The aim of the present study was to investigate cobra
neurotoxin (
cobrotoxin) activity in A549 cell lines transplanted into nude mice, and to explore its molecular mechanism. The
3-(4,5-dimethylthiazol-2-yl)-2,5-diphenyltetrazolium bromide (MTT) method was used to detect the growth inhibition rate of
cobrotoxin in human lung A549
adenocarcinoma cells and HFL1 lung fibroblasts. Cell colony formation assays were performed to determine the effect of
cobrotoxin on A549 cell colony formation, and transmission electron microscopy was used to detect
cobrotoxin autophagy. In addition, western blot analysis was performed to determine the effect of 3-methyl
adenine (3-MA) activity on the inhibition of autophagy,
SB203580 inhibition of the p38-mitogen-activated
protein kinase (MAPK) pathway, and
Beclin 1, LC3, p62, p38 and phosphorylated (p)-p38
protein expression. Nude mice were injected with human lung A549 cells, and intervention and control groups were compared with regard to
tumor suppression. The MTT assay revealed that various concentrations of
cobrotoxin inhibited growth of A549 cells, but not HFL1 cells. A549 cell colony formation decreased and autophagosome activity was significantly increased compared with the controls. Following 3-MA administration,
SB203580 autophagosome activity decreased, and following
cobrotoxin administration,
Beclin 1, p-p38, and LC3-II
protein expression significantly increased, whereas p62 expression significantly decreased. Following 3-MA inhibition of autophagy,
Beclin 1, LC3-II and p62 expression increased. Furthermore, following
SB203580 inhibition of the p38-MAPK pathway,
Beclin 1, p-p38, LC3-II and p62
protein expression increased.
Cobrotoxin exhibited inhibitory activity on the human
lung cancer A549 cells transplanted into the nude mice, suppressing the
tumor growth rate by 43.4% (
cobrotoxin 40 μg/kg group).
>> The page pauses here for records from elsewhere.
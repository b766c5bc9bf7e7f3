use serde_json::Value;
use std::sync::Arc;
use tokio::sync::OnceCell;
use tracing::{debug, warn};

use crate::mcp::{RemoteTools, ToolInfo};

const NO_TOOLS_SENTENCE: &str = "No tools are currently available.";

/// A point-in-time snapshot of the remote tool inventory, plus the
/// rendering that turns it into decision context.
///
/// The inventory loads lazily, exactly once per instance: concurrent first
/// callers share the in-flight load, and a failed load caches an empty
/// list. Construct a fresh catalog to retry.
pub struct ToolCatalog {
    source: Option<Arc<dyn RemoteTools>>,
    tools: OnceCell<Vec<ToolInfo>>,
    default_repository: Option<(String, String)>,
    fallback_owner: Option<String>,
}

impl ToolCatalog {
    pub fn new(
        source: Arc<dyn RemoteTools>,
        default_repository: Option<(String, String)>,
    ) -> Self {
        Self {
            source: Some(source),
            tools: OnceCell::new(),
            default_repository,
            fallback_owner: None,
        }
    }

    /// Builds a catalog around an already-known inventory, skipping the
    /// remote load. Used for warm starts and in tests.
    pub fn from_snapshot(
        tools: Vec<ToolInfo>,
        default_repository: Option<(String, String)>,
    ) -> Self {
        Self {
            source: None,
            tools: OnceCell::new_with(Some(tools)),
            default_repository,
            fallback_owner: None,
        }
    }

    /// Sets the owner that bare repository names resolve against: the
    /// configured default owner, or the signed-in user's login.
    pub fn with_fallback_owner(mut self, owner: impl Into<String>) -> Self {
        self.fallback_owner = Some(owner.into());
        self
    }

    /// The cached tool list, loading it on first access.
    pub async fn available_tools(&self) -> &[ToolInfo] {
        self.tools
            .get_or_init(|| async {
                let Some(source) = &self.source else {
                    return Vec::new();
                };
                match source.list_tools().await {
                    Ok(tools) => {
                        debug!(count = tools.len(), "Loaded tool catalog");
                        tools
                    }
                    Err(e) => {
                        warn!(error = %e, "Tool catalog load failed; continuing with no tools");
                        Vec::new()
                    }
                }
            })
            .await
    }

    /// Renders the inventory as a natural-language block: each tool's name
    /// and description, and for each declared parameter its name, a
    /// required/optional marker, and its description or type.
    pub async fn tools_context(&self) -> String {
        let tools = self.available_tools().await;
        if tools.is_empty() {
            return NO_TOOLS_SENTENCE.to_string();
        }

        let mut out = String::from("Available tools:\n");
        for tool in tools {
            out.push_str(&format!("\n- {}: {}\n", tool.name, tool.description));

            let properties = tool.input_schema.get("properties").and_then(Value::as_object);
            let Some(properties) = properties else {
                continue;
            };
            if properties.is_empty() {
                continue;
            }

            let required: Vec<&str> = tool
                .input_schema
                .get("required")
                .and_then(Value::as_array)
                .map(|names| names.iter().filter_map(Value::as_str).collect())
                .unwrap_or_default();

            out.push_str("  Parameters:\n");
            for (name, schema) in properties {
                let marker = if required.contains(&name.as_str()) {
                    "required"
                } else {
                    "optional"
                };
                let detail = schema
                    .get("description")
                    .and_then(Value::as_str)
                    .or_else(|| schema.get("type").and_then(Value::as_str))
                    .unwrap_or("no description");
                out.push_str(&format!("    - {} ({}): {}\n", name, marker, detail));
            }
        }
        out
    }

    /// The instruction block handed to the model-delegated resolver:
    /// tools context, default-repository note, and behavioral guidelines.
    pub async fn system_prompt(&self) -> String {
        let tools_context = self.tools_context().await;

        let repository_note = match &self.default_repository {
            Some((owner, repo)) => format!(
                "When the user does not name a repository, use the default {}/{}.",
                owner, repo
            ),
            None => "No default repository is configured; require the user to name one \
                     explicitly as owner/repo before acting on repository-scoped tools."
                .to_string(),
        };

        format!(
            "You are a GitHub assistant that maps user requests to tool calls.\n\n\
             {tools_context}\n\
             {repository_note}\n\n\
             Guidelines:\n\
             - Only call tools that appear in the list above.\n\
             - Fill every required parameter; never invent repository names.\n\
             - Prefer a single tool call unless the request clearly asks for several things.\n\
             - If the request cannot be satisfied with the available tools, say what is missing."
        )
    }

    /// The configured default repository, if any.
    pub fn default_repository(&self) -> Option<&(String, String)> {
        self.default_repository.as_ref()
    }

    /// The owner bare repository names are scoped to, if known.
    pub fn fallback_owner(&self) -> Option<&str> {
        self.fallback_owner.as_deref()
    }
}

#[cfg(test)]
mod tests {
    use super::*;
    use crate::mcp::{McpError, MockRemoteTools};

    fn issue_tool() -> ToolInfo {
        ToolInfo {
            name: "get_issue".to_string(),
            description: "Get details of an issue".to_string(),
            input_schema: serde_json::json!({
                "type": "object",
                "properties": {
                    "owner": { "type": "string", "description": "Repository owner" },
                    "repo": { "type": "string" },
                    "issue_number": { "type": "number", "description": "Issue number" }
                },
                "required": ["owner", "repo"]
            }),
        }
    }

    #[tokio::test]
    async fn loads_at_most_once_under_concurrent_access() {
        let mut source = MockRemoteTools::new();
        source
            .expect_list_tools()
            .times(1)
            .returning(|| Ok(vec![issue_tool()]));

        let catalog = ToolCatalog::new(Arc::new(source), None);
        let (first, second) = tokio::join!(catalog.available_tools(), catalog.available_tools());
        assert_eq!(first.len(), 1);
        assert_eq!(second.len(), 1);
    }

    #[tokio::test]
    async fn failed_load_caches_empty_and_is_not_retried() {
        let mut source = MockRemoteTools::new();
        source
            .expect_list_tools()
            .times(1)
            .returning(|| Err(McpError::ListTools("boom".to_string())));

        let catalog = ToolCatalog::new(Arc::new(source), None);
        assert!(catalog.available_tools().await.is_empty());
        // Second access must not hit the source again (times(1) above).
        assert!(catalog.available_tools().await.is_empty());
    }

    #[tokio::test]
    async fn context_marks_required_and_optional_parameters() {
        let catalog = ToolCatalog::from_snapshot(vec![issue_tool()], None);
        let context = catalog.tools_context().await;

        assert!(context.contains("get_issue: Get details of an issue"));
        assert!(context.contains("owner (required): Repository owner"));
        assert!(context.contains("issue_number (optional): Issue number"));
        // Falls back to the type when there is no description.
        assert!(context.contains("repo (required): string"));
    }

    #[tokio::test]
    async fn empty_catalog_renders_fixed_sentence() {
        let catalog = ToolCatalog::from_snapshot(Vec::new(), None);
        assert_eq!(catalog.tools_context().await, NO_TOOLS_SENTENCE);
    }

    #[tokio::test]
    async fn system_prompt_mentions_default_repository() {
        let catalog = ToolCatalog::from_snapshot(
            vec![issue_tool()],
            Some(("octocat".to_string(), "hello-world".to_string())),
        );
        let prompt = catalog.system_prompt().await;
        assert!(prompt.contains("octocat/hello-world"));
        assert!(prompt.contains("Guidelines:"));
    }
}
However, following the addition of 3-MA (10 mmol/kg) and
SB203580 (5 mg/kg), the suppression of the
tumor growth rate decreased significantly.
Cobrotoxin inhibits the growth of human
lung cancer A549 cells in vitro and A549 cells transplanted into nude mice. Furthermore, the induction of autophagy may be associated with the activation of the p38-MAPK pathway.